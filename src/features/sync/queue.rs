//! Mutation queue manager.
//!
//! Owns the live queue of pending mutations, drains it through an
//! [`ActionDispatcher`] when online, and keeps the durable copy current.
//!
//! A drain takes a snapshot of the live queue and processes it oldest first.
//! Items enqueued during a drain wait in the live queue for the next cycle.
//! Items kept after a failure go back ahead of them, so enqueue order holds
//! across cycles.

use std::sync::atomic::{AtomicBool, Ordering};
use std::sync::Arc;
use std::time::Duration;

use chrono::{DateTime, Utc};
use serde::Serialize;
use tokio::sync::{broadcast, Mutex};
use uuid::Uuid;

use super::dead_letter::{DeadLetter, DeadLetterReason};
use super::dispatcher::{dispatch_guarded, ActionDispatcher, DispatchOutcome};
use super::item::{MutationAction, MutationPayload, QueueItem};
use crate::config::QueueConfig;
use crate::error::LedgerError;
use crate::features::busy::BusyGuard;
use crate::features::conflict::{
    ConflictLog, ConflictResolver, ConflictSubject, EntitySnapshot, Resolution,
};
use crate::network::ConnectivityProvider;
use crate::storage::{keys, KeyValueStore, PersistentQueueStore};

const EVENT_CAPACITY: usize = 256;

/// Notifications for UI subscribers.
#[derive(Debug, Clone, PartialEq, Serialize)]
#[serde(tag = "event", rename_all = "snake_case")]
pub enum QueueEvent {
    Enqueued { id: Uuid },
    Dispatched { id: Uuid },
    RetryScheduled { id: Uuid, retry_count: u32 },
    DeadLettered { id: Uuid, reason: DeadLetterReason },
    ConflictResolved { conflict_id: Uuid, decision: String },
    Cleared,
    DrainCompleted(DrainReport),
}

/// Counters for one drain cycle.
#[derive(Debug, Clone, Copy, Default, PartialEq, Eq, Serialize)]
pub struct DrainReport {
    /// Dispatches attempted.
    pub attempted: usize,
    /// Items confirmed by the remote.
    pub succeeded: usize,
    /// Items kept in the live queue after a failure.
    pub retained: usize,
    /// Items moved to the dead-letter store.
    pub dead_lettered: usize,
    /// Conflicts detected and resolved.
    pub conflicts: usize,
    /// Items left untouched because connectivity dropped.
    pub deferred: usize,
    /// Another drain was already running.
    pub skipped: bool,
}

impl DrainReport {
    const fn skipped() -> Self {
        Self {
            attempted: 0,
            succeeded: 0,
            retained: 0,
            dead_lettered: 0,
            conflicts: 0,
            deferred: 0,
            skipped: true,
        }
    }
}

/// Read-only view for the UI.
#[derive(Debug, Clone, Serialize)]
pub struct QueueStatus {
    pub is_online: bool,
    pub queue_length: usize,
    pub queue: Vec<QueueItem>,
    pub is_draining: bool,
    pub last_drain_at: Option<DateTime<Utc>>,
    pub dead_letter_count: usize,
    pub durability_degraded: bool,
}

#[derive(Default)]
pub(super) struct QueueState {
    /// Items waiting for the next drain.
    pub(super) live: Vec<QueueItem>,
    /// Remaining items of the snapshot being drained.
    in_flight: Vec<QueueItem>,
    /// Snapshot items kept after a failed attempt this cycle.
    retained: Vec<QueueItem>,
    pub(super) dead: Vec<DeadLetter>,
    last_drain_at: Option<DateTime<Utc>>,
    degraded: bool,
}

impl QueueState {
    /// Everything not yet confirmed, in enqueue order.
    fn pending(&self) -> Vec<QueueItem> {
        self.retained
            .iter()
            .chain(&self.in_flight)
            .chain(&self.live)
            .cloned()
            .collect()
    }
}

enum AfterConflict {
    /// Sent again with the override flag.
    Redispatched(DispatchOutcome),
    /// Remote version kept; local change dropped.
    Dropped,
    /// Moved to the dead-letter store for a user decision.
    Parked,
}

/// Settings the manager reads from [`QueueConfig`].
#[derive(Debug, Clone, Copy)]
struct Limits {
    max_retries: u32,
    dispatch_timeout: Duration,
    cancel_on_disconnect: bool,
}

/// Queue of generic entity mutations.
pub struct MutationQueueManager {
    connectivity: Arc<dyn ConnectivityProvider>,
    dispatcher: Arc<dyn ActionDispatcher>,
    resolver: ConflictResolver,
    pub(super) conflicts: Arc<ConflictLog>,
    store: PersistentQueueStore<QueueItem>,
    dead_store: PersistentQueueStore<DeadLetter>,
    limits: Limits,
    pub(super) state: Mutex<QueueState>,
    draining: AtomicBool,
    events: broadcast::Sender<QueueEvent>,
}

Work to complete:
Within the data above, count the lines that contain the string "retained"; the reply is the number alone.

Finished task:
4